> **EXERCISE BRIEF**: Each of the lines below must be retyped character for character.
↓
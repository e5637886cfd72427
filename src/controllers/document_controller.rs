use std::path::Path;

use actix_multipart::Multipart;
use actix_web::{
    get,
    http::header::{
        Charset, ContentDisposition, DispositionParam, DispositionType, ExtendedValue,
    },
    post,
    web::{self, Data, Form},
    Error, HttpResponse,
};
use futures_util::TryStreamExt;

use crate::dtos::document::{
    document_form::{DeleteDocumentRequest, DocumentFormData, UploadedFile},
    document_response::DocumentResponse,
    search_query::SearchQuery,
};
use crate::models::{document_model::Document, service_result::ServiceResult};
use crate::services::document_service::DocumentService;

/// Splits the multipart create/update form into its metadata fields and
/// the optional file part (field name `file`).
async fn parse_document_form(
    mut payload: Multipart,
) -> Result<(DocumentFormData, Option<UploadedFile>), Error> {
    let mut form = DocumentFormData::default();
    let mut upload: Option<UploadedFile> = None;

    while let Some(mut field) = payload.try_next().await? {
        let Some(disposition) = field.content_disposition().cloned() else {
            continue;
        };
        let Some(name) = disposition.get_name().map(str::to_string) else {
            continue;
        };

        let mut data: Vec<u8> = Vec::new();
        while let Some(chunk) = field.try_next().await? {
            data.extend_from_slice(&chunk);
        }

        if name == "file" {
            let file_name = disposition
                .get_filename()
                .filter(|f| !f.is_empty())
                .unwrap_or("upload")
                .to_string();
            if !data.is_empty() {
                upload = Some(UploadedFile { file_name, data });
            }
        } else {
            form.set_field(&name, String::from_utf8_lossy(&data).into_owned());
        }
    }

    Ok((form, upload))
}

fn filter_documents(result: ServiceResult<Vec<Document>>) -> ServiceResult<Vec<DocumentResponse>> {
    ServiceResult {
        success: result.success,
        message: result.message,
        data: result.data.map(|documents| {
            documents
                .iter()
                .map(DocumentResponse::filter_document)
                .collect()
        }),
    }
}

fn filter_document(result: ServiceResult<Document>) -> ServiceResult<DocumentResponse> {
    ServiceResult {
        success: result.success,
        message: result.message,
        data: result.data.as_ref().map(DocumentResponse::filter_document),
    }
}

#[get("")]
async fn get_documents(service: Data<DocumentService>) -> HttpResponse {
    HttpResponse::Ok().json(filter_documents(service.get_all().await))
}

/// Registered before `/{id}` so the literal path wins.
#[get("/statistics")]
async fn get_statistics(service: Data<DocumentService>) -> HttpResponse {
    let result = service.statistics().await;
    // The dashboard expects the counters flat, zeroed on failure.
    HttpResponse::Ok().json(result.data.unwrap_or_default())
}

#[get("/{id}")]
async fn get_document(service: Data<DocumentService>, path: web::Path<String>) -> HttpResponse {
    let result = filter_document(service.get_by_id(&path.into_inner()).await);
    if result.success {
        HttpResponse::Ok().json(result)
    } else {
        HttpResponse::NotFound().json(result)
    }
}

#[post("")]
async fn create_document(
    service: Data<DocumentService>,
    payload: Multipart,
) -> Result<HttpResponse, Error> {
    let (form, upload) = parse_document_form(payload).await?;
    let result = filter_document(service.create(form, upload).await);
    Ok(HttpResponse::Ok().json(result))
}

#[post("/update")]
async fn update_document(
    service: Data<DocumentService>,
    payload: Multipart,
) -> Result<HttpResponse, Error> {
    let (form, upload) = parse_document_form(payload).await?;
    let result = filter_document(service.update(form, upload).await);
    Ok(HttpResponse::Ok().json(result))
}

#[post("/delete")]
async fn delete_document(
    service: Data<DocumentService>,
    body: Form<DeleteDocumentRequest>,
) -> HttpResponse {
    HttpResponse::Ok().json(service.delete(&body.id).await)
}

#[post("/search")]
async fn search_documents(
    service: Data<DocumentService>,
    query: Form<SearchQuery>,
) -> HttpResponse {
    HttpResponse::Ok().json(filter_documents(service.search(&query).await))
}

#[get("/{id}/download")]
async fn download_document(
    service: Data<DocumentService>,
    path: web::Path<String>,
) -> HttpResponse {
    let result = service.download(&path.into_inner()).await;
    let Some(payload) = result.data else {
        return HttpResponse::NotFound().json(ServiceResult::<()>::fail(result.message));
    };

    let mime = mime_guess::from_path(&payload.file_path).first_or_octet_stream();
    let extension = Path::new(&payload.file_path)
        .extension()
        .and_then(|e| e.to_str())
        .unwrap_or("pdf");
    let file_name = format!("{}.{}", payload.document_name, extension);

    HttpResponse::Ok()
        .content_type(mime.as_ref())
        .insert_header(attachment_disposition(file_name))
        .body(payload.data)
}

/// Document names are free text (usually Arabic), so the header carries a
/// sanitized ASCII `filename` plus a UTF-8 `filename*` extended value.
fn attachment_disposition(file_name: String) -> ContentDisposition {
    let ascii_fallback: String = file_name
        .chars()
        .map(|c| {
            if c.is_ascii_graphic() && c != '"' && c != '\\' {
                c
            } else {
                '_'
            }
        })
        .collect();

    ContentDisposition {
        disposition: DispositionType::Attachment,
        parameters: vec![
            DispositionParam::Filename(ascii_fallback),
            DispositionParam::FilenameExt(ExtendedValue {
                charset: Charset::Ext("UTF-8".to_string()),
                language_tag: None,
                value: file_name.into_bytes(),
            }),
        ],
    }
}

pub fn init(cfg: &mut web::ServiceConfig) {
    cfg.service(get_documents);
    cfg.service(get_statistics);
    cfg.service(create_document);
    cfg.service(update_document);
    cfg.service(delete_document);
    cfg.service(search_documents);
    cfg.service(download_document);
    cfg.service(get_document);
}

#[cfg(test)]
mod tests {
    use super::*;

    #[test]
    fn attachment_header_quotes_and_spaces_are_neutralized() {
        let disposition = attachment_disposition("my \"fax\" report.pdf".to_string());
        assert_eq!(disposition.disposition, DispositionType::Attachment);
        assert_eq!(
            disposition.parameters[0],
            DispositionParam::Filename("my__fax__report.pdf".to_string())
        );
    }

    #[test]
    fn attachment_header_carries_utf8_name_in_extended_value() {
        let disposition = attachment_disposition("تقرير.pdf".to_string());
        let DispositionParam::FilenameExt(ext) = &disposition.parameters[1] else {
            panic!("expected an extended filename parameter");
        };
        assert_eq!(ext.value, "تقرير.pdf".as_bytes());
        // The plain parameter stays ASCII for legacy clients.
        let DispositionParam::Filename(plain) = &disposition.parameters[0] else {
            panic!("expected a plain filename parameter");
        };
        assert!(plain.is_ascii());
    }
}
↑
> **ANSWER TO THIS EXERCISE**:
repository e5637886cfd72427
filename src/controllers/document_controller.rs
use std::path::Path;

use actix_multipart::Multipart;
use actix_web::{
    get,
    http::header::{
        Charset, ContentDisposition, DispositionParam, DispositionType, ExtendedValue,
    },
    post,
    web::{self, Data, Form},
    Error, HttpResponse,
};
use futures_util::TryStreamExt;

use crate::dtos::document::{
    document_form::{DeleteDocumentRequest, DocumentFormData, UploadedFile},
    document_response::DocumentResponse,
    search_query::SearchQuery,
};
use crate::models::{document_model::Document, service_result::ServiceResult};
use crate::services::document_service::DocumentService;

/// Splits the multipart create/update form into its metadata fields and
/// the optional file part (field name `file`).
async fn parse_document_form(
    mut payload: Multipart,
) -> Result<(DocumentFormData, Option<UploadedFile>), Error> {
    let mut form = DocumentFormData::default();
    let mut upload: Option<UploadedFile> = None;

    while let Some(mut field) = payload.try_next().await? {
        let Some(disposition) = field.content_disposition().cloned() else {
            continue;
        };
        let Some(name) = disposition.get_name().map(str::to_string) else {
            continue;
        };

        let mut data: Vec<u8> = Vec::new();
        while let Some(chunk) = field.try_next().await? {
            data.extend_from_slice(&chunk);
        }

        if name == "file" {
            let file_name = disposition
                .get_filename()
                .filter(|f| !f.is_empty())
                .unwrap_or("upload")
                .to_string();
            if !data.is_empty() {
                upload = Some(UploadedFile { file_name, data });
            }
        } else {
            form.set_field(&name, String::from_utf8_lossy(&data).into_owned());
        }
    }

    Ok((form, upload))
}

fn filter_documents(result: ServiceResult<Vec<Document>>) -> ServiceResult<Vec<DocumentResponse>> {
    ServiceResult {
        success: result.success,
        message: result.message,
        data: result.data.map(|documents| {
            documents
                .iter()
                .map(DocumentResponse::filter_document)
                .collect()
        }),
    }
}

fn filter_document(result: ServiceResult<Document>) -> ServiceResult<DocumentResponse> {
    ServiceResult {
        success: result.success,
        message: result.message,
        data: result.data.as_ref().map(DocumentResponse::filter_document),
    }
}

#[get("")]
async fn get_documents(service: Data<DocumentService>) -> HttpResponse {
    HttpResponse::Ok().json(filter_documents(service.get_all().await))
}

/// Registered before `/{id}` so the literal path wins.
#[get("/statistics")]
async fn get_statistics(service: Data<DocumentService>) -> HttpResponse {
    let result = service.statistics().await;
    // The dashboard expects the counters flat, zeroed on failure.
    HttpResponse::Ok().json(result.data.unwrap_or_default())
}

#[get("/{id}")]
async fn get_document(service: Data<DocumentService>, path: web::Path<String>) -> HttpResponse {
    let result = filter_document(service.get_by_id(&path.into_inner()).await);
    if result.success {
        HttpResponse::Ok().json(result)
    } else {
        HttpResponse::NotFound().json(result)
    }
}

#[post("")]
async fn create_document(
    service: Data<DocumentService>,
    payload: Multipart,
) -> Result<HttpResponse, Error> {
    let (form, upload) = parse_document_form(payload).await?;
    let result = filter_document(service.create(form, upload).await);
    Ok(HttpResponse::Ok().json(result))
}

#[post("/update")]
async fn update_document(
    service: Data<DocumentService>,
    payload: Multipart,
) -> Result<HttpResponse, Error> {
    let (form, upload) = parse_document_form(payload).await?;
    let result = filter_document(service.update(form, upload).await);
    Ok(HttpResponse::Ok().json(result))
}

#[post("/delete")]
async fn delete_document(
    service: Data<DocumentService>,
    body: Form<DeleteDocumentRequest>,
) -> HttpResponse {
    HttpResponse::Ok().json(service.delete(&body.id).await)
}

#[post("/search")]
async fn search_documents(
    service: Data<DocumentService>,
    query: Form<SearchQuery>,
) -> HttpResponse {
    HttpResponse::Ok().json(filter_documents(service.search(&query).await))
}

#[get("/{id}/download")]
async fn download_document(
    service: Data<DocumentService>,
    path: web::Path<String>,
) -> HttpResponse {
    let result = service.download(&path.into_inner()).await;
    let Some(payload) = result.data else {
        return HttpResponse::NotFound().json(ServiceResult::<()>::fail(result.message));
    };

    let mime = mime_guess::from_path(&payload.file_path).first_or_octet_stream();
    let extension = Path::new(&payload.file_path)
        .extension()
        .and_then(|e| e.to_str())
        .unwrap_or("pdf");
    let file_name = format!("{}.{}", payload.document_name, extension);

    HttpResponse::Ok()
        .content_type(mime.as_ref())
        .insert_header(attachment_disposition(file_name))
        .body(payload.data)
}

/// Document names are free text (usually Arabic), so the header carries a
/// sanitized ASCII `filename` plus a UTF-8 `filename*` extended value.
fn attachment_disposition(file_name: String) -> ContentDisposition {
    let ascii_fallback: String = file_name
        .chars()
        .map(|c| {
            if c.is_ascii_graphic() && c != '"' && c != '\\' {
                c
            } else {
                '_'
            }
        })
        .collect();

    ContentDisposition {
        disposition: DispositionType::Attachment,
        parameters: vec![
            DispositionParam::Filename(ascii_fallback),
            DispositionParam::FilenameExt(ExtendedValue {
                charset: Charset::Ext("UTF-8".to_string()),
                language_tag: None,
                value: file_name.into_bytes(),
            }),
        ],
    }
}

pub fn init(cfg: &mut web::ServiceConfig) {
    cfg.service(get_documents);
    cfg.service(get_statistics);
    cfg.service(create_document);
    cfg.service(update_document);
    cfg.service(delete_document);
    cfg.service(search_documents);
    cfg.service(download_document);
    cfg.service(get_document);
}

#[cfg(test)]
mod tests {
    use super::*;

    #[test]
    fn attachment_header_quotes_and_spaces_are_neutralized() {
        let disposition = attachment_disposition("my \"fax\" report.pdf".to_string());
        assert_eq!(disposition.disposition, DispositionType::Attachment);
        assert_eq!(
            disposition.parameters[0],
            DispositionParam::Filename("my__fax__report.pdf".to_string())
        );
    }

    #[test]
    fn attachment_header_carries_utf8_name_in_extended_value() {
        let disposition = attachment_disposition("تقرير.pdf".to_string());
        let DispositionParam::FilenameExt(ext) = &disposition.parameters[1] else {
            panic!("expected an extended filename parameter");
        };
        assert_eq!(ext.value, "تقرير.pdf".as_bytes());
        // The plain parameter stays ASCII for legacy clients.
        let DispositionParam::Filename(plain) = &disposition.parameters[0] else {
            panic!("expected a plain filename parameter");
        };
        assert!(plain.is_ascii());
    }
}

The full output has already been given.